What is meant by a SLAP tear?
The term ‘SLAP’ is an abbreviation which stands for “Superior Labrum from Anterior to Posterior”. It implies an avulsion tear (pulling off) of the biceps anchor (attachment of the biceps tendon) from the top of the glenoid socket along with the superior glenoid labrum. SLAP tears may be accompanied by tendinitis or a tear of the biceps tendon. SLAP tears are classified into various types depending upon whether there is just fraying of the biceps anchor or a frank avulsion of the biceps anchor or the tear extends into the biceps tendon, or there is disruption of the biceps tendon fraying, avulsion, tear or disruption of the biceps tendon.

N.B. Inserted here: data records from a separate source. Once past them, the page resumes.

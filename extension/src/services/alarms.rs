// chrome.alarms integration

use anyhow::{Context, Result};
use async_trait::async_trait;
use chrono::{DateTime, Utc};
use serde_json::json;
use wasm_bindgen::prelude::*;
use wasm_bindgen_futures::JsFuture;

use super::ChromePlatform;
use super::js::{js_error, to_js};

#[wasm_bindgen]
extern "C" {
    #[wasm_bindgen(js_namespace = ["chrome", "alarms"], js_name = create, catch)]
    fn create_alarm(name: &str, info: JsValue) -> Result<js_sys::Promise, JsValue>;
}

/// First fire time and repeat interval of a recurring alarm
#[derive(Clone, Debug, PartialEq, Eq)]
pub struct AlarmSpec {
    pub when: DateTime<Utc>,
    pub period_in_minutes: u32,
}

#[async_trait(?Send)]
pub trait AlarmScheduler {
    /// Register a named alarm, replacing any existing alarm with that name
    async fn create(&self, name: &str, spec: &AlarmSpec) -> Result<()>;
}

#[async_trait(?Send)]
impl AlarmScheduler for ChromePlatform {
    async fn create(&self, name: &str, spec: &AlarmSpec) -> Result<()> {
        let info = to_js(&json!({
            "when": spec.when.timestamp_millis(),
            "periodInMinutes": spec.period_in_minutes,
        }))?;

        let promise = create_alarm(name, info).map_err(js_error)?;
        JsFuture::from(promise)
            .await
            .map_err(js_error)
            .with_context(|| format!("chrome.alarms.create({}) failed", name))?;
        Ok(())
    }
}
// JsValue <-> serde_json bridge
// Goes through JSON.stringify/parse; storage values are plain JSON anyway.

use anyhow::{anyhow, Context, Result};
use serde_json::Value;
use wasm_bindgen::JsValue;

pub fn js_error(err: JsValue) -> anyhow::Error {
    match err.as_string() {
        Some(message) => anyhow!(message),
        None => anyhow!("{:?}", err),
    }
}

pub fn to_js(value: &Value) -> Result<JsValue> {
    let text = serde_json::to_string(value).context("Serialization error")?;
    js_sys::JSON::parse(&text).map_err(js_error)
}

pub fn from_js(value: &JsValue) -> Result<Value> {
    if value.is_undefined() {
        return Ok(Value::Null);
    }
    let text: String = js_sys::JSON::stringify(value).map_err(js_error)?.into();
    serde_json::from_str(&text).context("Parse error")
}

How does a SLAP tear occur?
A SLAP tear can occur either due to a fall on an out-stretched hand, repetitive overhead action (as in a throwing athlete) or lifting of a heavy object. They frequently co-exist with dislocations or instability of shoulder.
How is SLAP tear diagnosed?
Typical symptoms of a SLAP tear include a catching or popping sensation in the shoulder and pain with shoulder movements, most often with overhead activities such as throwing. Patients will often complain of pain with a sense of instability in the shoulder. The pain is often felt as a deep-seated pain which is difficult to pin point.
A thorough physical examination may be helpful in arriving at a diagnosis. The O’Brien’s test and the Crank shaft test are some of the tests that may be positive in patients with a SLAP tear. However, none of these tests are very specific for a SLAP tear, and often it is not possible to diagnose a SLAP tear just on the basis of clinical examination, and further tests may be necessary. SLAP tears may also be associated with other pathology like shoulder instability or rotator cuff tears.
What tests are necessary to prove or confirm diagnosis?
1. Plain X-rays: These are usually normal in SLAP tears. X-rays may pin point reveal associated pathology like subacromial spurs or acromial-clavicular joint arthritis in cases associated with shoulder impingement or rotator cuff tears.
2. MRI scanning: This is the imaging modality of choice for diagnosing SLAP tears. MR arthrography (MR imaging done with an injection of contrast in the shoulder) enhances the chances of diagnosing SLAP tears.
In many patients it may not be possible to diagnose a SLAP tear with the above mentioned tests. These patients will need arthroscopic evaluation of the shoulder to ascertain the diagnosis of a SLAP tear.
Treatment of SLAP tears
This is divided into non-operative and operative treatment.
1) Non-operative treatment
All patients should be treated non-operatively initially. This consists of:
1. Rest to allow the lesion to heal
2. Physiotherapy
a. Modalities like SWD to relieve pain
b. Exercises to improve the range of motion of shoulder
c. Exercises to strengthen the shoulder
2) Surgical treatment
This is reserved for those patients who fail to respond to non-operative treatment. Arthroscopic surgery is the mainstay for diagnosing as well treating SLAP tears. The type of surgery required depends upon the type of SLAP tear. The surgical options include:
1. Arthroscopic debridement of the SLAP lesion
2. Arthroscopic repair (fixing back the avulsed superior labrum and the biceps anchor back to the glenoid)
3. Biceps tenodesis (re-attaching the biceps tendon to the upper end of the humerus). This is reserved for patients with frayed or torn biceps tendon. This can be done arthroscopic or open.
Post-operative rehabilitation after SLAP repair
After surgery the patient’s arm is rested in a sling for a period of 4 to 6 weeks depending upon the type of surgery performed and the strength of fixation of the biceps anchor. While in the sling the patient is put on pendulum exercises Pendulum exercises (gentle range of motion exercises) are started after 2-3 weeks. Shoulder strengthening exercises are started around 4 to 6 weeks’ time. Return to baseline activity may take up to 3 months. Return to sporting activity may take up to 4-6 months.